Analyze and Extract Detailed Text Fragment Properties from a PDF

Unlike TextAbsorber, which extracts raw text, TextFragmentAbsorber provides detailed, low-level information about each text fragment—such as its position, font attributes, color, and embedding details.

  1. Load the PDF Document.
  2. Initialize TextFragmentAbsorber.
  3. Process All Pages in the Document.
  4. Iterate Through Extracted Text Fragments.
  5. Print Basic Text Information.
  6. Print Font and Formatting Details.

import io
import os
import re
import shutil
import aspose.pdf as ap
import aspose.pydrawing as drawing

# Global configuration
DATA_DIR = "your path here"

def text_fragment_absorber_search(input_file_path):
    """
    Search and analyze all text fragments in a PDF with detailed properties.

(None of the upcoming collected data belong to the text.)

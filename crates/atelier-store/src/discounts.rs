//! Discount code storage with atomic usage consumption.

use atelier_commerce::discount::DiscountCode;
use atelier_commerce::error::CommerceError;
use atelier_commerce::money::Money;
use dashmap::DashMap;

/// Discount storage keyed by uppercase code.
///
/// `consume` is the only path that spends a usage slot: it revalidates and
/// increments `used_count` under the entry lock in one step, so two
/// concurrent orders can never both take the last unit of a limited code.
#[derive(Debug, Default)]
pub struct DiscountStore {
    inner: DashMap<String, DiscountCode>,
}

impl DiscountStore {
    /// Create an empty store.
    pub fn new() -> Self {
        Self::default()
    }

    /// Insert or replace a code definition.
    pub fn insert(&self, code: DiscountCode) {
        self.inner.insert(code.code.clone(), code);
    }

    /// Case-insensitive lookup.
    pub fn get(&self, code: &str) -> Option<DiscountCode> {
        self.inner.get(&code.to_uppercase()).map(|e| e.value().clone())
    }

    /// Validate without spending a slot (cart preview).
    pub fn validate(&self, code: &str, subtotal: Money, now: i64) -> Result<Money, CommerceError> {
        let key = code.to_uppercase();
        match self.inner.get(&key) {
            Some(entry) => entry.value().validate(subtotal, now),
            None => Err(CommerceError::InvalidDiscountCode(key)),
        }
    }

    /// Validate and spend one usage slot as a single atomic step.
    ///
    /// Returns the computed discount amount. The loser of a race on the
    /// last unit of a limited code gets `DiscountUsageExceeded`.
    pub fn consume(&self, code: &str, subtotal: Money, now: i64) -> Result<Money, CommerceError> {
        let key = code.to_uppercase();
        match self.inner.get_mut(&key) {
            Some(mut entry) => {
                let discount = entry.value_mut();
                let amount = discount.validate(subtotal, now)?;
                discount.record_usage();
                Ok(amount)
            }
            None => Err(CommerceError::InvalidDiscountCode(key)),
        }
    }

    /// Give back one usage slot (cancel-refund policy).
    ///
    /// Returns false for an unknown code.
    pub fn release(&self, code: &str) -> bool {
        match self.inner.get_mut(&code.to_uppercase()) {
            Some(mut entry) => {
                entry.value_mut().release_usage();
                true
            }
            None => false,
        }
    }
}

#[cfg(test)]
mod tests {
    use super::*;

    const NOW: i64 = 1_700_000_000;

    #[test]
    fn test_lookup_is_case_insensitive() {
        let store = DiscountStore::new();
        store.insert(DiscountCode::percentage("Welcome10", 10));
        assert!(store.get("welcome10").is_some());
        assert!(store.get("WELCOME10").is_some());
        assert!(store.get("NOPE").is_none());
    }

    #[test]
    fn test_validate_does_not_spend() {
        let store = DiscountStore::new();
        store.insert(DiscountCode::percentage("W10", 10).with_usage_limit(1));

        store.validate("W10", Money::new(10_000), NOW).unwrap();
        store.validate("W10", Money::new(10_000), NOW).unwrap();
        assert_eq!(store.get("W10").unwrap().used_count, 0);
    }

    #[test]
    fn test_consume_spends_exactly_one() {
        let store = DiscountStore::new();
        store.insert(DiscountCode::percentage("W10", 10).with_usage_limit(2));

        let amount = store.consume("w10", Money::new(10_000), NOW).unwrap();
        assert_eq!(amount.amount, 1_000);
        assert_eq!(store.get("W10").unwrap().used_count, 1);
    }

    #[test]
    fn test_release_gives_back_slot() {
        let store = DiscountStore::new();
        store.insert(DiscountCode::percentage("W10", 10).with_usage_limit(1));

        store.consume("W10", Money::new(10_000), NOW).unwrap();
        assert!(store.consume("W10", Money::new(10_000), NOW).is_err());

        assert!(store.release("W10"));
        assert!(store.consume("W10", Money::new(10_000), NOW).is_ok());
    }

    #[test]
    fn test_last_unit_single_winner_under_contention() {
        use std::sync::Arc;
        use std::thread;

        let store = Arc::new(DiscountStore::new());
        store.insert(DiscountCode::percentage("LAST1", 10).with_usage_limit(1));

        let handles: Vec<_> = (0..8)
            .map(|_| {
                let store = Arc::clone(&store);
                thread::spawn(move || store.consume("LAST1", Money::new(10_000), NOW).is_ok())
            })
            .collect();

        let wins = handles
            .into_iter()
            .map(|h| h.join().unwrap())
            .filter(|&won| won)
            .count();
        assert_eq!(wins, 1);
        assert_eq!(store.get("LAST1").unwrap().used_count, 1);
    }
}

    Demonstrates comprehensive text fragment analysis using TextFragmentAbsorber
    to extract all text with detailed positioning, font, and formatting information.
    Provides low-level access to text properties for detailed analysis.

    Args:
        input_file_path (str): Path to the input PDF file to analyze.

    Returns:
        None: Prints detailed text fragment information to console.

    Note:
        - Extracts all text fragments from all pages
        - Provides detailed properties: position, font info, colors, sizes
        - Shows font accessibility, embedding, and subset information
        - Useful for detailed text analysis and formatting inspection
        - TextFragmentAbsorber offers more granular control than TextAbsorber

    Example:
        >>> text_fragment_absorber_search("document.pdf")
        # Prints comprehensive details about every text fragment in the document
    """
    document = ap.Document(input_file_path)

    absorber = ap.text.TextFragmentAbsorber()
    document.pages.accept(absorber)

    for fragment in absorber.text_fragments:
        print("Text:", fragment.text)
        print("Position:", fragment.position)
        print("XIndent:", fragment.position.x_indent)
        print("YIndent:", fragment.position.y_indent)
        print("Font - Name:", fragment.text_state.font.font_name)
        print("Font - IsAccessible:", fragment.text_state.font.is_accessible)
        print("Font - IsEmbedded:", fragment.text_state.font.is_embedded)
        print("Font - IsSubset:", fragment.text_state.font.is_subset)
        print("Font Size:", fragment.text_state.font_size)
        print("Foreground Color:", fragment.text_state.foreground_color)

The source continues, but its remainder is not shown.